Hi doppelganger,
Thanks for the response. This is a very interesting discussion!
Yes it is. Thanks to you as well.
I would agree that at no point can we be certain we have described reality accurately. But I do not see how you can know, with certainty, that we have never and will never describe reality accurately. Whence comes such certainty?
It comes from the undeniable fact that we are not omniscient and can never conceptually model every aspect of reality - not even every aspect of a discrete piece of reality that we've abstracted away from everything else and identified.
Order is not intrinsic to the universe. It is, however, intrinsic to a conscious ego's engaging the universe. So much so, that a leap of faith is almost invariably taken that the universe would be ordered according to the forms and the relationships in our thoughts, without anyone doing any ordering or thinking.
If you're really interested in post-modern philosophy of science, an Internet discussion forum is not the place to learn about it. I'd recommend starting with Alfred Korzybski's incredible work
Science and Sanity.
How do you know we "really aren't" tinkering with an objective reality?
I'm pretty sure we are tinkering with reality - though "objective" is a bit misleading, I think. The mere act of imposing forms in thought and experiencing the universe in fragments or
things and relating them to one another is the act of tinkering. There is a reality - a substance there even without an ego to think about it - but it is beyond all the forms and models we project on to it, no matter how suitable those forms and models are to achieving our purposes.
If you're simply saying that we cannot be certain that the results of empirical experiments are all in our heads, I agree. But how do you go from there to stating *categorically* that we have never, and can never, strike upon a construction of reality which accurately describes (to some degree) a hypothetical "objective" reality?
Because language doesn't do that, and it takes an enormous amount of faith in opposition to mountains of evidence to the contrary to continue to believe it does. Language is for ordering those limit pieces of reality that I can experience and to which I can relate and place in context.
The other book I highly recommend, if you're serious about post-modern philosophy of science, is David Bohm's
Wholeness and the Implicate Order. Bohm was a theoretical physicist and a pioneer in the field of quantum mechanics and neuropsychology.
I think the scientific method does depend on assuming there are such things as "objectivity" and "truth". This is different from assuming that our current descriptions are accurate, or that we will know it if/when we happen upon accurate descriptions.

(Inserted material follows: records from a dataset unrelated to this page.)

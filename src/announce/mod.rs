//! Screen reader announcements
//!
//! Only a closed set of phrases is ever spoken. Each supported screen
//! reader is reached through its vendor client DLL; a missing DLL or a
//! reader that is not running simply means silence.

use std::fmt;
use std::path::Path;
use std::str::FromStr;

use serde::{Deserialize, Serialize};
use tracing::{debug, info};

#[cfg(windows)]
mod windows;

/// Everything the daemon may say
#[derive(Debug, Clone, Copy, PartialEq, Eq)]
pub enum Phrase {
    MonitoringStarted,
    MonitoringStopped,
    WindowHidden,
    WindowShown,
}

impl Phrase {
    pub fn text(self) -> &'static str {
        match self {
            Phrase::MonitoringStarted => "Monitoring started",
            Phrase::MonitoringStopped => "Monitoring stopped",
            Phrase::WindowHidden => "Hidden",
            Phrase::WindowShown => "Shown",
        }
    }
}

/// Speaks phrases to whoever is listening
pub trait Announcer: Send + Sync {
    fn speak(&self, phrase: Phrase);
    /// Cancel any speech in progress
    fn stop(&self);
}

/// One screen reader's client API
pub trait ScreenReader: Send + Sync {
    fn name(&self) -> &'static str;
    fn is_running(&self) -> bool;
    fn speak(&self, text: &str);
    fn cancel(&self);
}

/// Which screen readers receive announcements
#[derive(Debug, Clone, Copy, Default, PartialEq, Eq, Serialize, Deserialize)]
#[serde(rename_all = "snake_case")]
pub enum Strategy {
    None,
    Nvda,
    Zdsr,
    /// Every reader whose client loaded
    #[default]
    Broadcast,
    /// The first running reader, ZDSR preferred
    Auto,
}

impl FromStr for Strategy {
    type Err = String;

    fn from_str(s: &str) -> Result<Self, Self::Err> {
        match s.trim().to_ascii_lowercase().as_str() {
            "none" | "off" => Ok(Strategy::None),
            "nvda" => Ok(Strategy::Nvda),
            "zdsr" => Ok(Strategy::Zdsr),
            "broadcast" => Ok(Strategy::Broadcast),
            "auto" => Ok(Strategy::Auto),
            other => Err(format!("unknown announcer strategy `{other}`")),
        }
    }
}

impl fmt::Display for Strategy {
    fn fmt(&self, f: &mut fmt::Formatter<'_>) -> fmt::Result {
        let name = match self {
            Strategy::None => "none",
            Strategy::Nvda => "nvda",
            Strategy::Zdsr => "zdsr",
            Strategy::Broadcast => "broadcast",
            Strategy::Auto => "auto",
        };
        f.write_str(name)
    }
}

/// Announcer backed by zero or more screen reader clients
pub struct ScreenReaderAnnouncer {
    readers: Vec<Box<dyn ScreenReader>>,
}

impl ScreenReaderAnnouncer {
    /// Load the clients `strategy` asks for from `dll_dir`
    pub fn load(strategy: Strategy, dll_dir: &Path) -> Self {
        let available = match strategy {
            Strategy::None => Vec::new(),
            Strategy::Nvda => load_nvda(dll_dir).into_iter().collect(),
            Strategy::Zdsr => load_zdsr(dll_dir).into_iter().collect(),
            Strategy::Broadcast | Strategy::Auto => load_zdsr(dll_dir)
                .into_iter()
                .chain(load_nvda(dll_dir))
                .collect(),
        };
        Self::with_readers(strategy, available)
    }

    /// Apply `strategy` to already loaded readers (ZDSR first)
    pub fn with_readers(strategy: Strategy, readers: Vec<Box<dyn ScreenReader>>) -> Self {
        let readers: Vec<_> = if strategy == Strategy::Auto {
            readers.into_iter().find(|r| r.is_running()).into_iter().collect()
        } else {
            readers
        };

        let names: Vec<_> = readers.iter().map(|r| r.name()).collect();
        info!(%strategy, readers = ?names, "announcer ready");
        Self { readers }
    }

    pub fn is_silent(&self) -> bool {
        self.readers.is_empty()
    }
}

impl Announcer for ScreenReaderAnnouncer {
    fn speak(&self, phrase: Phrase) {
        debug!(?phrase, "announcing");
        for reader in &self.readers {
            reader.speak(phrase.text());
        }
    }

    fn stop(&self) {
        for reader in &self.readers {
            reader.cancel();
        }
    }
}

#[cfg(windows)]
fn load_nvda(dir: &Path) -> Option<Box<dyn ScreenReader>> {
    windows::NvdaClient::load(dir).map(|c| Box::new(c) as Box<dyn ScreenReader>)
}

#[cfg(windows)]
fn load_zdsr(dir: &Path) -> Option<Box<dyn ScreenReader>> {
    windows::ZdsrClient::load(dir).map(|c| Box::new(c) as Box<dyn ScreenReader>)
}

#[cfg(not(windows))]
fn load_nvda(_dir: &Path) -> Option<Box<dyn ScreenReader>> {
    None
}

#[cfg(not(windows))]
fn load_zdsr(_dir: &Path) -> Option<Box<dyn ScreenReader>> {
    None
}
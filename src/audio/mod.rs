//! Audio playback plumbing: the command queue and the media backend

mod backend;
mod command;
#[cfg_attr(not(windows), allow(dead_code))]
mod decode;
#[cfg_attr(not(windows), allow(dead_code))]
mod feed;
#[cfg(windows)]
mod output;

pub use backend::{BackendError, BackendFactory, BackendState, MediaBackend};
pub use command::{channel as command_channel, AudioCommand, CommandSender};

#[cfg(test)]
pub(crate) use backend::mock;

/// Backend for the default output device
#[cfg(windows)]
pub type DefaultBackend = output::CpalBackend;

/// Placeholder type on platforms without an output backend; never constructed
#[cfg(not(windows))]
pub type DefaultBackend = backend::Unavailable;

/// Open the default output device
pub fn default_backend() -> Result<DefaultBackend, BackendError> {
    #[cfg(windows)]
    {
        output::CpalBackend::new()
    }

    #[cfg(not(windows))]
    {
        Err(BackendError::Unavailable(
            "audio output is only implemented for Windows".into(),
        ))
    }
}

It's different yes, because it grafts
belief into the models. But the fact remains that we have no model by which to measure objectivity other than usefulness. And usefulness, however useful, is neither objective nor "true." If you've solved the problem of induction in ontology . . . congratulations . . . you're God.
A priori, there is no logical reason that today's dogma *must be* yesterday's heresy, although that is a pattern we may notice in history.
It's an induction. But yes, that's the typical pattern.
For example, Newton's theory of gravity is not insanity or heresy, and likely never will be, unless we start observing tennis balls hovering in the air and satellites executing square-shaped orbits.
Or we learn that the even more fundamental substance out of which all the bigger stuff we see is composed doesn't obey Newton's laws.